Word for word, write out all of the data below.

=======

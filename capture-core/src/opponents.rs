//! Opponent reduction
//!
//! Picks which adversaries take part in the search rotation for one tick.
//! Modeling every opponent at depth 2 multiplies the branching factor past
//! the tick budget, so deeper searches keep only the closest one.
//!
//! Unobservable opponents never take part in a distance comparison. When no
//! opponent can be compared the first opponent in enumeration order is used.

use crate::config::RotationPolicy;
use crate::memory::AgentMemory;
use crate::observation::{AgentIndex, Observation};
use crate::rotation::Rotation;

/// Build the rotation for one decision tick
pub fn select_rotation<O: Observation>(
    observation: &O,
    memory: &AgentMemory<O>,
    policy: RotationPolicy,
    depth: u32,
) -> Rotation {
    let me = memory.self_index();
    let opponents = memory.opponents();
    if opponents.is_empty() {
        return Rotation::new(me, &[]);
    }

    let chosen = match resolve(policy, depth) {
        RotationPolicy::Full => return Rotation::new(me, opponents),
        RotationPolicy::NearestInvader => {
            let invaders: Vec<AgentIndex> = opponents
                .iter()
                .copied()
                .filter(|&agent| observation.is_attacking(agent))
                .collect();
            nearest(observation, me, &invaders).or_else(|| nearest(observation, me, opponents))
        }
        _ => nearest(observation, me, opponents),
    };

    let minimizer = chosen.unwrap_or(opponents[0]);
    tracing::trace!(agent = me, minimizer, ?policy, "rotation selected");
    Rotation::new(me, &[minimizer])
}

/// `Auto` is full-width when shallow, nearest-one otherwise
fn resolve(policy: RotationPolicy, depth: u32) -> RotationPolicy {
    match policy {
        RotationPolicy::Auto if depth <= 1 => RotationPolicy::Full,
        RotationPolicy::Auto => RotationPolicy::Nearest,
        other => other,
    }
}

/// Closest observable candidate by maze distance; ties keep the earlier one
fn nearest<O: Observation>(
    observation: &O,
    me: AgentIndex,
    candidates: &[AgentIndex],
) -> Option<AgentIndex> {
    let here = observation.position(me)?.nearest_cell();
    let mut best: Option<(AgentIndex, f64)> = None;

    for &agent in candidates {
        let Some(position) = observation.position(agent) else {
            continue;
        };
        let distance = observation.maze_distance(here, position.nearest_cell());
        match best {
            Some((_, closest)) if distance >= closest => {}
            _ => best = Some((agent, distance)),
        }
    }

    best.map(|(agent, _)| agent)
}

=======

▶ **ANSWER BOX**:
filename capture-core/src/opponents.rs
//! Opponent reduction
//!
//! Picks which adversaries take part in the search rotation for one tick.
//! Modeling every opponent at depth 2 multiplies the branching factor past
//! the tick budget, so deeper searches keep only the closest one.
//!
//! Unobservable opponents never take part in a distance comparison. When no
//! opponent can be compared the first opponent in enumeration order is used.

use crate::config::RotationPolicy;
use crate::memory::AgentMemory;
use crate::observation::{AgentIndex, Observation};
use crate::rotation::Rotation;

/// Build the rotation for one decision tick
pub fn select_rotation<O: Observation>(
    observation: &O,
    memory: &AgentMemory<O>,
    policy: RotationPolicy,
    depth: u32,
) -> Rotation {
    let me = memory.self_index();
    let opponents = memory.opponents();
    if opponents.is_empty() {
        return Rotation::new(me, &[]);
    }

    let chosen = match resolve(policy, depth) {
        RotationPolicy::Full => return Rotation::new(me, opponents),
        RotationPolicy::NearestInvader => {
            let invaders: Vec<AgentIndex> = opponents
                .iter()
                .copied()
                .filter(|&agent| observation.is_attacking(agent))
                .collect();
            nearest(observation, me, &invaders).or_else(|| nearest(observation, me, opponents))
        }
        _ => nearest(observation, me, opponents),
    };

    let minimizer = chosen.unwrap_or(opponents[0]);
    tracing::trace!(agent = me, minimizer, ?policy, "rotation selected");
    Rotation::new(me, &[minimizer])
}

/// `Auto` is full-width when shallow, nearest-one otherwise
fn resolve(policy: RotationPolicy, depth: u32) -> RotationPolicy {
    match policy {
        RotationPolicy::Auto if depth <= 1 => RotationPolicy::Full,
        RotationPolicy::Auto => RotationPolicy::Nearest,
        other => other,
    }
}

/// Closest observable candidate by maze distance; ties keep the earlier one
fn nearest<O: Observation>(
    observation: &O,
    me: AgentIndex,
    candidates: &[AgentIndex],
) -> Option<AgentIndex> {
    let here = observation.position(me)?.nearest_cell();
    let mut best: Option<(AgentIndex, f64)> = None;

    for &agent in candidates {
        let Some(position) = observation.position(agent) else {
            continue;
        };
        let distance = observation.maze_distance(here, position.nearest_cell());
        match best {
            Some((_, closest)) if distance >= closest => {}
            _ => best = Some((agent, distance)),
        }
    }

    best.map(|(agent, _)| agent)
}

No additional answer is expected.